» **RECORDS SUPPLIED**:
=== Begin Enclosure ===

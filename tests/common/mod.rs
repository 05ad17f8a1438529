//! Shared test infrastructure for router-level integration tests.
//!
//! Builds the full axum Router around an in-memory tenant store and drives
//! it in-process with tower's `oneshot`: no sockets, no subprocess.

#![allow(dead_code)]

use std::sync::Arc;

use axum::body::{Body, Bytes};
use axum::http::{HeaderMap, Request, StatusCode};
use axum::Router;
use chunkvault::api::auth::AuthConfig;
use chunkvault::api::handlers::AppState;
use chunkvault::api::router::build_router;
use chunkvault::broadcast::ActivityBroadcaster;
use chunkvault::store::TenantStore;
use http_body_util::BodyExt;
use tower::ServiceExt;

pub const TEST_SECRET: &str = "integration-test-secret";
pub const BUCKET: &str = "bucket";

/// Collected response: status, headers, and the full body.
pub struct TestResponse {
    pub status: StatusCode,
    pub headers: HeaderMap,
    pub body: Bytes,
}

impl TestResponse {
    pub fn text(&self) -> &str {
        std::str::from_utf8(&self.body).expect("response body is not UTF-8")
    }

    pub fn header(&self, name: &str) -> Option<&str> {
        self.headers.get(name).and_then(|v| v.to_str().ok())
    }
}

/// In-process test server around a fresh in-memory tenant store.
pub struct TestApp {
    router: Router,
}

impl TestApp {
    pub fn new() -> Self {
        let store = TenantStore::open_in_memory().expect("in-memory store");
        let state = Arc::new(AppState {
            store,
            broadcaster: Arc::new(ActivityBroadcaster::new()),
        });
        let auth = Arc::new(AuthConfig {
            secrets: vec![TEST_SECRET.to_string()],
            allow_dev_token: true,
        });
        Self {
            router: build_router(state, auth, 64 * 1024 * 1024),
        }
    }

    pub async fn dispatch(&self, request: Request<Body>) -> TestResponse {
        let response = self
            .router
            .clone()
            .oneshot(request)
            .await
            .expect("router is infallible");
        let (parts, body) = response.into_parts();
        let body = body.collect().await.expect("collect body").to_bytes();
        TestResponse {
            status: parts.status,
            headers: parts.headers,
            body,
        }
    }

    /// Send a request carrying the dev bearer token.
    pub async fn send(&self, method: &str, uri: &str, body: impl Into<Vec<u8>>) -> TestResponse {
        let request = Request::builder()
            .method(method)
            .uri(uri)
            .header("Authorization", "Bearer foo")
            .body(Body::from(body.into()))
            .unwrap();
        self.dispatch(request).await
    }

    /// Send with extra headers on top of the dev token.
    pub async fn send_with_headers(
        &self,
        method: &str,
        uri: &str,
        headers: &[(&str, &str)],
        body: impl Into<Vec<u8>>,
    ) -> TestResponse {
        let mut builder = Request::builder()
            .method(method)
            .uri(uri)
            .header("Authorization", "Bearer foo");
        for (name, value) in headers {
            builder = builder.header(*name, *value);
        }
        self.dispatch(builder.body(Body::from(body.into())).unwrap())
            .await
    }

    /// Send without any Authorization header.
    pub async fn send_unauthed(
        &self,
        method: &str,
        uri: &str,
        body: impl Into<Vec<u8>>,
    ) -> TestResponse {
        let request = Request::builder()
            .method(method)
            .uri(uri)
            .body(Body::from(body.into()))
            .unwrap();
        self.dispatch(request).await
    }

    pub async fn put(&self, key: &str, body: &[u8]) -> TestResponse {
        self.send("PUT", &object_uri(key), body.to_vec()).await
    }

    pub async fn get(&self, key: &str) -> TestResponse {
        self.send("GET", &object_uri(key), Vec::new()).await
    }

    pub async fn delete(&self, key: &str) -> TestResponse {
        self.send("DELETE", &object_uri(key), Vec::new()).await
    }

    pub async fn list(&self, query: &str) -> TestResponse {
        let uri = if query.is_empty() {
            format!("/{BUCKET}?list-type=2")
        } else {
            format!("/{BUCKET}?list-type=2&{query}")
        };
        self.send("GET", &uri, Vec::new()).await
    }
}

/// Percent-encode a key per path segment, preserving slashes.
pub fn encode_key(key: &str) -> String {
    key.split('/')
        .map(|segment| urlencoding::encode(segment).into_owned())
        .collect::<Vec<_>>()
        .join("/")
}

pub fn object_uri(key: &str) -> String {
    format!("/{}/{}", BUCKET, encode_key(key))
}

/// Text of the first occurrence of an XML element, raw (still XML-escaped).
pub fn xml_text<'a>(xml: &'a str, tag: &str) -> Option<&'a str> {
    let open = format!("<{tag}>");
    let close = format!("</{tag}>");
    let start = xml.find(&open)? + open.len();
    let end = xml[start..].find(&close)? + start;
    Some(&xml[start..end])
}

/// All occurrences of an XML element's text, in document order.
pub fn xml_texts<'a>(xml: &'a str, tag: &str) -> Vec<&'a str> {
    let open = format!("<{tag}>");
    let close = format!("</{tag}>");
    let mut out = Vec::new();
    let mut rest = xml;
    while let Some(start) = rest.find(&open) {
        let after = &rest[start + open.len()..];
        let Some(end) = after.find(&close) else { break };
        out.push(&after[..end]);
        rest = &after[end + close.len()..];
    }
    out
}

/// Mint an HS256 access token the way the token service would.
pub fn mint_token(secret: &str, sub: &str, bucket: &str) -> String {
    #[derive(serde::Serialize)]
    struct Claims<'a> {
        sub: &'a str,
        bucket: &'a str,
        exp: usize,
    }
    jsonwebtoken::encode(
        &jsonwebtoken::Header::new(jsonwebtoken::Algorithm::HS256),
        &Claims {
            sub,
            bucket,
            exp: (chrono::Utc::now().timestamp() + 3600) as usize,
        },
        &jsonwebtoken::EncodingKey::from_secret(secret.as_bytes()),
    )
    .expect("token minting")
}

=== End Enclosure ===

» **TASK TO COMPLETE**: For each line of the material that contains "process", return a copy.

» **COMPLETED TASK**:
//! it in-process with tower's `oneshot`: no sockets, no subprocess.
/// In-process test server around a fresh in-memory tenant store.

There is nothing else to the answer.